Work instruction: Each entry has to be copied exactly, with nothing missed.

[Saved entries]
· · · · ·

use serde::{Deserialize, Serialize};
use utoipa::ToSchema;

use crate::state::stations::StationStatus;

/// Explicit status report from a station.
#[derive(Debug, Deserialize, ToSchema)]
pub struct StationStatusRequest {
    pub status: StationStatus,
}

/// Report pushed by a satellite reader: the station, the tag it read and, optionally, its own
/// classification of that tag.
#[derive(Debug, Deserialize, ToSchema)]
pub struct RemoteReportRequest {
    /// Station identifier (e.g. `stl1`).
    pub satellite: String,
    /// Tag id read by the station.
    #[serde(default)]
    pub id: Option<String>,
    /// Classification made by the satellite; `wrong` is accepted for `incorrect`.
    #[serde(default)]
    pub status: Option<StationStatus>,
}

/// Outcome of a station report.
#[derive(Debug, Serialize, ToSchema)]
pub struct StationReportResponse {
    pub station: String,
    /// Status the station holds after the report.
    pub status: StationStatus,
    /// False when the report was ignored (e.g. `correct` is never downgraded).
    pub applied: bool,
}

/// Victory probe for polling clients.
#[derive(Debug, Serialize, ToSchema)]
pub struct VictoryResponse {
    pub victory: bool,
}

· · · · ·

Result for this exercise:
use serde::{Deserialize, Serialize};
use utoipa::ToSchema;

use crate::state::stations::StationStatus;

/// Explicit status report from a station.
#[derive(Debug, Deserialize, ToSchema)]
pub struct StationStatusRequest {
    pub status: StationStatus,
}

/// Report pushed by a satellite reader: the station, the tag it read and, optionally, its own
/// classification of that tag.
#[derive(Debug, Deserialize, ToSchema)]
pub struct RemoteReportRequest {
    /// Station identifier (e.g. `stl1`).
    pub satellite: String,
    /// Tag id read by the station.
    #[serde(default)]
    pub id: Option<String>,
    /// Classification made by the satellite; `wrong` is accepted for `incorrect`.
    #[serde(default)]
    pub status: Option<StationStatus>,
}

/// Outcome of a station report.
#[derive(Debug, Serialize, ToSchema)]
pub struct StationReportResponse {
    pub station: String,
    /// Status the station holds after the report.
    pub status: StationStatus,
    /// False when the report was ignored (e.g. `correct` is never downgraded).
    pub applied: bool,
}

/// Victory probe for polling clients.
#[derive(Debug, Serialize, ToSchema)]
pub struct VictoryResponse {
    pub victory: bool,
}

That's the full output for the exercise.